Follow patterns. Not predictions.
THE GAME YOU CAN ACTUALLY WIN
You already know how to automatically save and invest, buy index funds, dollar cost average, and hold for the long term. You're ahead of most people, earning benchmark returns and letting compound interest do its work on the road to financial freedom.
This guide is about what comes next.
How to beat the market and earn above-benchmark returns by picking individual stocks using a repeatable system instead of guesswork, gut feelings, or whatever CNBC is promoting today.
That doesn't mean selling your index funds and going all-in on individual names. Most of the time there aren't enough quality opportunities available, companies worth owning that are also trading at attractive prices. Instead, use index funds as the foundation of your portfolio and add concentrated individual positions when the right opportunities appear.
Beat the market by first being in the market, then selectively beating the benchmark.

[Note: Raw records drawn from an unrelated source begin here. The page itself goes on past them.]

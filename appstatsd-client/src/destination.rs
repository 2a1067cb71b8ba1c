use std::{
    fmt, io,
    net::{Ipv4Addr, Ipv6Addr, SocketAddr, ToSocketAddrs as _, UdpSocket},
    time::Duration,
};

use tracing::{debug, error};

/// A `host:port` pair identifying a UDP collector endpoint.
#[derive(Clone, Debug, PartialEq, Eq, Hash)]
pub struct Destination {
    host: String,
    port: u16,
}

impl Destination {
    /// Creates a new `Destination`.
    pub fn new<H>(host: H, port: u16) -> Self
    where
        H: Into<String>,
    {
        Self { host: host.into(), port }
    }

    /// Returns the host name or address.
    pub fn host(&self) -> &str {
        &self.host
    }

    /// Returns the port.
    pub fn port(&self) -> u16 {
        self.port
    }

    fn resolve(&self) -> io::Result<Vec<SocketAddr>> {
        let addrs = (self.host.as_str(), self.port).to_socket_addrs()?.collect::<Vec<_>>();
        if addrs.is_empty() {
            return Err(io::Error::new(
                io::ErrorKind::AddrNotAvailable,
                format!("'{self}' did not resolve to any address"),
            ));
        }

        Ok(addrs)
    }

    /// Resolves the destination and opens a connected UDP socket to it.
    ///
    /// The local socket is bound to the unspecified address of the same family as the first resolved address, on an
    /// ephemeral port.
    pub(crate) fn connect(&self, write_timeout: Duration) -> io::Result<UdpSocket> {
        let addrs = self.resolve()?;
        let local_addr = match addrs[0] {
            SocketAddr::V4(_) => SocketAddr::from((Ipv4Addr::UNSPECIFIED, 0)),
            SocketAddr::V6(_) => SocketAddr::from((Ipv6Addr::UNSPECIFIED, 0)),
        };

        let socket = UdpSocket::bind(local_addr)?;
        socket.connect(&addrs[..])?;
        socket.set_write_timeout(Some(write_timeout))?;
        Ok(socket)
    }
}

impl fmt::Display for Destination {
    fn fmt(&self, f: &mut fmt::Formatter<'_>) -> fmt::Result {
        write!(f, "{}:{}", self.host, self.port)
    }
}

/// An opened destination.
///
/// When the socket could not be opened, the sink stays in a degraded state where every send fails with
/// [`io::ErrorKind::NotConnected`].
pub(crate) struct DatagramSink {
    destination: Destination,
    socket: Option<UdpSocket>,
}

impl DatagramSink {
    /// Opens the destination, logging the failure and returning a degraded sink if it cannot be opened.
    pub fn open_lenient(destination: Destination, write_timeout: Duration) -> Self {
        match destination.connect(write_timeout) {
            Ok(socket) => Self::from_socket(destination, socket),
            Err(e) => {
                error!(error = %e, %destination, "Failed to open destination socket.");
                Self { destination, socket: None }
            }
        }
    }

    /// Opens the destination, returning an error if it cannot be opened.
    pub fn open_strict(destination: Destination, write_timeout: Duration) -> Result<Self, (Destination, io::Error)> {
        match destination.connect(write_timeout) {
            Ok(socket) => Ok(Self::from_socket(destination, socket)),
            Err(e) => Err((destination, e)),
        }
    }

    fn from_socket(destination: Destination, socket: UdpSocket) -> Self {
        debug!(%destination, local_addr = ?socket.local_addr().ok(), "Opened destination socket.");
        Self { destination, socket: Some(socket) }
    }

    pub fn destination(&self) -> &Destination {
        &self.destination
    }

    pub fn is_open(&self) -> bool {
        self.socket.is_some()
    }

    /// Writes `buf` as a single datagram.
    pub fn send(&self, buf: &[u8]) -> io::Result<usize> {
        match &self.socket {
            Some(socket) => socket.send(buf),
            None => Err(io::Error::new(
                io::ErrorKind::NotConnected,
                format!("destination '{}' is not open", self.destination),
            )),
        }
    }
}
use std::sync::Arc;

use metrics::{
    Counter, CounterFn, Gauge, Histogram, HistogramFn, Key, KeyName, Metadata, Recorder, SharedString, Unit,
};
use tracing::debug;

use crate::{client::Inner, writer::MetricValue};

/// A recorder that sends [`metrics`] counters and histograms through an appstatsd client.
///
/// Counter increments are sent as counter deltas, and histogram values are sent as timings in milliseconds. Each
/// update is sent immediately, unsampled. Labels are not part of the wire format and are ignored, as are gauges.
pub struct AppStatsdRecorder {
    inner: Arc<Inner>,
}

impl AppStatsdRecorder {
    pub(crate) fn new(inner: Arc<Inner>) -> Self {
        AppStatsdRecorder { inner }
    }
}

impl Recorder for AppStatsdRecorder {
    fn describe_counter(&self, _: KeyName, _: Option<Unit>, _: SharedString) {}
    fn describe_gauge(&self, _: KeyName, _: Option<Unit>, _: SharedString) {}
    fn describe_histogram(&self, _: KeyName, _: Option<Unit>, _: SharedString) {}

    fn register_counter(&self, key: &Key, _: &Metadata<'_>) -> Counter {
        Counter::from_arc(Arc::new(KeyHandle::new(&self.inner, key)))
    }

    fn register_gauge(&self, key: &Key, _: &Metadata<'_>) -> Gauge {
        debug!(metric_name = key.name(), "Gauges are not supported; updates will be discarded.");
        Gauge::noop()
    }

    fn register_histogram(&self, key: &Key, _: &Metadata<'_>) -> Histogram {
        Histogram::from_arc(Arc::new(KeyHandle::new(&self.inner, key)))
    }
}

struct KeyHandle {
    inner: Arc<Inner>,
    name: String,
}

impl KeyHandle {
    fn new(inner: &Arc<Inner>, key: &Key) -> Self {
        Self { inner: Arc::clone(inner), name: key.name().to_string() }
    }

    fn send(&self, value: MetricValue) {
        self.inner.send_stats([(self.name.as_str(), value)], 1.0);
    }
}

impl CounterFn for KeyHandle {
    fn increment(&self, value: u64) {
        self.send(MetricValue::Counter(i64::try_from(value).unwrap_or(i64::MAX)));
    }

    fn absolute(&self, value: u64) {
        debug!(metric_name = %self.name, value, "Absolute counter values are not supported; update discarded.");
    }
}

impl HistogramFn for KeyHandle {
    fn record(&self, value: f64) {
        if !value.is_finite() || value < 0.0 {
            debug!(metric_name = %self.name, value, "Discarding timing that is negative or not finite.");
            return;
        }

        self.send(MetricValue::Timing(value.round() as u64));
    }
}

That's how I built my own portfolio. The index fund foundation did most of the early compounding while I was learning. My framework for individual positions is what I added on top, to earn above benchmark returns on the positions where I could find good companies at the right price. This guide is about that second layer – the part most investors are missing while the first layer keeps doing its work in the background.
You've likely been told that beating the market by stock picking isn't possible. Or that if it is, you need to hire a professional and pay their fees to make it happen. Yet the data overwhelmingly shows that most professional money managers don't outperform index funds over any meaningful time horizon. If the experts can't do it, regular people surely can't either, right?
Wrong – and not for the reason you'd expect.
Professionals have constraints: forced diversification, committee approval, career risk, and redemption pressure that forces them to sell at exactly the wrong time. You face none of that. You can take concentrated positions and be patient when the market panics. You can act fast when opportunities appear without asking anyone's permission.
But having the structural edge isn't enough. Most individual investors still underperform, and the reason has nothing to do with stock picking being too complicated. They're playing without a process, and every buy and sell decision runs through emotional filters they don't even recognize.
Most individuals can beat the market, but they won’t, because they never build the behavioral systems to get out of their own way.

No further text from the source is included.